I’m doing the same on my ‘66 Belvedere II with a non power dual master cylinder. Curious; did you add proportioning valve to your setup. I’m assuming that’s what I’m needing to do with the block shown in the pic below. I’m scrounging the forums and this seems as good as thread as any to ask the question. Thanks.

View attachment 1497383
That's a basic distribution block.
You want a proportioning valve that isolates front and rear.
 
There are tons of threads on this site addressing that very topic. You would do well to read up on some of them. Not all of the info is gospel but basically you need to swap in the disc rotors and calipers from a 14"wheel car such as the E body you mentioned or the early 80's Aspen / Volare if you want to keep 14" wheels. You also will need to replace the distribution block with a proportion valve. If you now have non power drums, you will need to update the Master cylinder to a non power disc brake master cylinder. If you have Power brakes now, be advised your single diaphragm booster will not provide enough boost to run the front discs. They need twice the boost so you will need to upgrade to a dual diaphragm booster as well. Good luck. Do your homework and you will be golden.
 
Thanks for the responses.
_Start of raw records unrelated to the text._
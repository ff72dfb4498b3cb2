use std::io::Write;

use chrono::{DateTime, Utc};
use diesel::deserialize::{self, FromSql, FromSqlRow};
use diesel::expression::AsExpression;
use diesel::pg::{Pg, PgValue};
use diesel::prelude::*;
use diesel::serialize::{self, IsNull, Output, ToSql};
use diesel::sql_types::Text;
use serde::{Deserialize, Serialize};
use uuid::Uuid;

use mentora_shared::types::auth::AccountRole;

use crate::schema::{accounts, availability_slots, majors, payments, sessions};

/// Money is stored in minor units and crosses the API in major units.
pub mod money {
    use serde::Serializer;

    pub fn to_minor(major: f64) -> i32 {
        (major * 100.0).round() as i32
    }

    pub fn to_major(minor: i32) -> f64 {
        f64::from(minor) / 100.0
    }

    pub fn serialize<S: Serializer>(minor: &i32, s: S) -> Result<S::Ok, S::Error> {
        s.serialize_f64(to_major(*minor))
    }

    pub fn serialize_opt<S: Serializer>(minor: &Option<i32>, s: S) -> Result<S::Ok, S::Error> {
        match minor {
            Some(m) => serialize(m, s),
            None => s.serialize_none(),
        }
    }
}

// --- Account ---

#[derive(Debug, Clone, Queryable, Selectable, Identifiable, Serialize)]
#[diesel(table_name = accounts)]
#[serde(rename_all = "camelCase")]
pub struct Account {
    pub id: Uuid,
    pub role: String,
    pub major_id: Option<Uuid>,
    pub first_name: String,
    pub last_name: String,
    pub email: String,
    pub phone_number: Option<String>,
    #[serde(skip_serializing)]
    pub password_hash: String,
    pub image_url: Option<String>,
    pub linkedin_url: Option<String>,
    #[serde(rename = "sessionPrice", serialize_with = "money::serialize_opt")]
    pub session_price_minor: Option<i32>,
    pub bio: Option<String>,
    pub rating: f64,
    pub mentee_count: i32,
    pub created_at: DateTime<Utc>,
    pub updated_at: DateTime<Utc>,
    #[serde(skip_serializing)]
    pub deleted_at: Option<DateTime<Utc>>,
}

impl Account {
    pub fn role(&self) -> AccountRole {
        self.role.parse().unwrap_or(AccountRole::Mentee)
    }
}

#[derive(Debug, Insertable)]
#[diesel(table_name = accounts)]
pub struct NewAccount {
    pub id: Uuid,
    pub role: String,
    pub major_id: Option<Uuid>,
    pub first_name: String,
    pub last_name: String,
    pub email: String,
    pub phone_number: Option<String>,
    pub password_hash: String,
    pub linkedin_url: Option<String>,
    pub session_price_minor: Option<i32>,
    pub bio: Option<String>,
}

/// What other users may see of a mentor.
#[derive(Debug, Serialize)]
#[serde(rename_all = "camelCase")]
pub struct MentorProfile {
    pub id: Uuid,
    pub first_name: String,
    pub last_name: String,
    pub major_id: Option<Uuid>,
    pub image_url: Option<String>,
    pub linkedin_url: Option<String>,
    #[serde(rename = "sessionPrice", serialize_with = "money::serialize_opt")]
    pub session_price_minor: Option<i32>,
    pub bio: Option<String>,
    pub rating: f64,
    pub mentee_count: i32,
}

impl From<Account> for MentorProfile {
    fn from(a: Account) -> Self {
        Self {
            id: a.id,
            first_name: a.first_name,
            last_name: a.last_name,
            major_id: a.major_id,
            image_url: a.image_url,
            linkedin_url: a.linkedin_url,
            session_price_minor: a.session_price_minor,
            bio: a.bio,
            rating: a.rating,
            mentee_count: a.mentee_count,
        }
    }
}

// --- Major ---

#[derive(Debug, Clone, Queryable, Selectable, Identifiable, Serialize)]
#[diesel(table_name = majors)]
pub struct Major {
    pub id: Uuid,
    pub name: String,
    pub description: Option<String>,
}

// --- Availability slot ---

#[derive(Debug, Clone, PartialEq, Queryable, Selectable, Identifiable, Serialize)]
#[diesel(table_name = availability_slots)]
#[serde(rename_all = "camelCase")]
pub struct AvailabilitySlot {
    pub id: Uuid,
    pub mentor_id: Uuid,
    pub start_ts: DateTime<Utc>,
    pub end_ts: DateTime<Utc>,
    pub is_booked: bool,
    pub created_at: DateTime<Utc>,
}

#[derive(Debug, Insertable)]
#[diesel(table_name = availability_slots)]
pub struct NewAvailabilitySlot {
    pub id: Uuid,
    pub mentor_id: Uuid,
    pub start_ts: DateTime<Utc>,
    pub end_ts: DateTime<Utc>,
    pub is_booked: bool,
}

// --- Session ---

#[derive(Debug, Clone, Copy, PartialEq, Eq, Hash, Serialize, Deserialize, AsExpression, FromSqlRow)]
#[diesel(sql_type = Text)]
#[serde(rename_all = "lowercase")]
pub enum SessionStatus {
    Upcoming,
    Past,
    Completed,
    Cancelled,
    Rescheduled,
}

impl SessionStatus {
    pub fn as_str(&self) -> &'static str {
        match self {
            SessionStatus::Upcoming => "upcoming",
            SessionStatus::Past => "past",
            SessionStatus::Completed => "completed",
            SessionStatus::Cancelled => "cancelled",
            SessionStatus::Rescheduled => "rescheduled",
        }
    }
}

impl std::fmt::Display for SessionStatus {
    fn fmt(&self, f: &mut std::fmt::Formatter<'_>) -> std::fmt::Result {
        f.write_str(self.as_str())
    }
}

impl std::str::FromStr for SessionStatus {
    type Err = String;

    fn from_str(s: &str) -> Result<Self, Self::Err> {
        match s {
            "upcoming" => Ok(SessionStatus::Upcoming),
            "past" => Ok(SessionStatus::Past),
            "completed" => Ok(SessionStatus::Completed),
            "cancelled" => Ok(SessionStatus::Cancelled),
            "rescheduled" => Ok(SessionStatus::Rescheduled),
            _ => Err(format!("unknown session status: {s}")),
        }
    }
}

impl ToSql<Text, Pg> for SessionStatus {
    fn to_sql<'b>(&'b self, out: &mut Output<'b, '_, Pg>) -> serialize::Result {
        out.write_all(self.as_str().as_bytes())?;
        Ok(IsNull::No)
    }
}

impl FromSql<Text, Pg> for SessionStatus {
    fn from_sql(bytes: PgValue<'_>) -> deserialize::Result<Self> {
        let raw = <String as FromSql<Text, Pg>>::from_sql(bytes)?;
        raw.parse().map_err(Into::into)
    }
}

#[derive(Debug, Clone, PartialEq, Queryable, Selectable, Identifiable, Serialize)]
#[diesel(table_name = sessions)]
#[serde(rename_all = "camelCase")]
pub struct Session {
    pub id: Uuid,
    pub mentor_id: Uuid,
    pub mentee_id: Uuid,
    pub slot_id: Option<Uuid>,
    pub status: SessionStatus,
    #[serde(rename = "price", serialize_with = "money::serialize")]
    pub price_minor: i32,
    #[serde(rename = "zoomUrl")]
    pub meeting_url: String,
    pub scheduled_start: DateTime<Utc>,
    pub scheduled_end: DateTime<Utc>,
    pub created_at: DateTime<Utc>,
    pub updated_at: DateTime<Utc>,
}

#[derive(Debug, Clone, Insertable)]
#[diesel(table_name = sessions)]
pub struct NewSession {
    pub id: Uuid,
    pub mentor_id: Uuid,
    pub mentee_id: Uuid,
    pub slot_id: Option<Uuid>,
    pub status: SessionStatus,
    pub price_minor: i32,
    pub meeting_url: String,
    pub scheduled_start: DateTime<Utc>,
    pub scheduled_end: DateTime<Utc>,
}

// --- Payment ---

#[derive(Debug, Clone, PartialEq, Queryable, Selectable, Identifiable, Serialize)]
#[diesel(table_name = payments)]
#[serde(rename_all = "camelCase")]
pub struct Payment {
    pub id: Uuid,
    pub session_id: Uuid,
    pub mentee_id: Uuid,
    #[serde(rename = "amount", serialize_with = "money::serialize")]
    pub amount_minor: i32,
    pub currency: String,
    pub status: String,
    pub created_at: DateTime<Utc>,
}

#[derive(Debug, Clone, Insertable)]
#[diesel(table_name = payments)]
pub struct NewPayment {
    pub id: Uuid,
    pub session_id: Uuid,
    pub mentee_id: Uuid,
    pub amount_minor: i32,
    pub currency: String,
    pub status: String,
}

#[cfg(test)]
mod tests {
    use super::*;

    #[test]
    fn session_status_parses_known_values_only() {
        for status in [
            SessionStatus::Upcoming,
            SessionStatus::Past,
            SessionStatus::Completed,
            SessionStatus::Cancelled,
            SessionStatus::Rescheduled,
        ] {
            assert_eq!(status.as_str().parse::<SessionStatus>().unwrap(), status);
        }
        assert!("archived".parse::<SessionStatus>().is_err());
        assert!("Cancelled".parse::<SessionStatus>().is_err());
    }

    #[test]
    fn session_serializes_meeting_url_as_zoom_url() {
        let now = Utc::now();
        let session = Session {
            id: Uuid::now_v7(),
            mentor_id: Uuid::now_v7(),
            mentee_id: Uuid::now_v7(),
            slot_id: None,
            status: SessionStatus::Upcoming,
            price_minor: 5000,
            meeting_url: "https://zoom.us/j/1?pwd=abc".into(),
            scheduled_start: now,
            scheduled_end: now,
            created_at: now,
            updated_at: now,
        };
        let json = serde_json::to_value(&session).unwrap();
        assert_eq!(json["zoomUrl"], "https://zoom.us/j/1?pwd=abc");
        assert_eq!(json["status"], "upcoming");
        assert!(json["slotId"].is_null());
        assert_eq!(json["price"], 50.0);
        assert!(json.get("priceMinor").is_none());
    }

    #[test]
    fn money_crosses_the_api_in_major_units() {
        assert_eq!(money::to_minor(49.99), 4999);
        assert_eq!(money::to_minor(50.0), 5000);
        assert_eq!(money::to_major(4999), 49.99);

        let payment = Payment {
            id: Uuid::now_v7(),
            session_id: Uuid::now_v7(),
            mentee_id: Uuid::now_v7(),
            amount_minor: 5000,
            currency: "USD".into(),
            status: "completed".into(),
            created_at: Utc::now(),
        };
        let json = serde_json::to_value(&payment).unwrap();
        assert_eq!(json["amount"], 50.0);

        let profile = MentorProfile {
            id: Uuid::now_v7(),
            first_name: "Grace".into(),
            last_name: "Hopper".into(),
            major_id: None,
            image_url: None,
            linkedin_url: None,
            session_price_minor: Some(5000),
            bio: None,
            rating: 0.0,
            mentee_count: 0,
        };
        let json = serde_json::to_value(&profile).unwrap();
        assert_eq!(json["sessionPrice"], 50.0);
        assert!(json.get("sessionPriceMinor").is_none());
    }
}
For what it’s worth, I’ve scrubbed these forums until cross-eyed trying to figure this out the prop valve/distribution block requirements for my application. I’ve got the front rotors, dual (non boosted MC) and line kit installed. The only thing I’m not grasping is; do I need a distribution block then prop valve after (2 components) or do I need a combo valve? Appreciate the patience and advice.
 
You need to install the proportioning valve in place of the distribution block. The Proportioning valve reduces the pressure to the rear brakes so they don't lock up before the front discs do. Pretty simple once you get the right combination.
 
You need to install the proportioning valve in place of the distribution block. The Proportioning valve reduces the pressure to the rear brakes so they don't lock up before the front discs do. Pretty simple once you get the right combination.
This makes sense. In my head I’ve been picturing a proportioning valve as adjustable (with the knob) that is used in conjunction with a distribution block.
Sounds as though I’ve been making it more complicated than it needs to be. Thanks again
 
All you need is an adjustable proportioning valve in the rear line, and a tee in the front system( rear reservoir) to split the master cyl. line into two, one for each wheel.
 
All you need is an adjustable proportioning valve in the rear line, and a tee in the front system( rear reservoir) to split the master cyl. line into two, one for each wheel.
Even simpler. This is what I will be doing. Thanks for the guidance.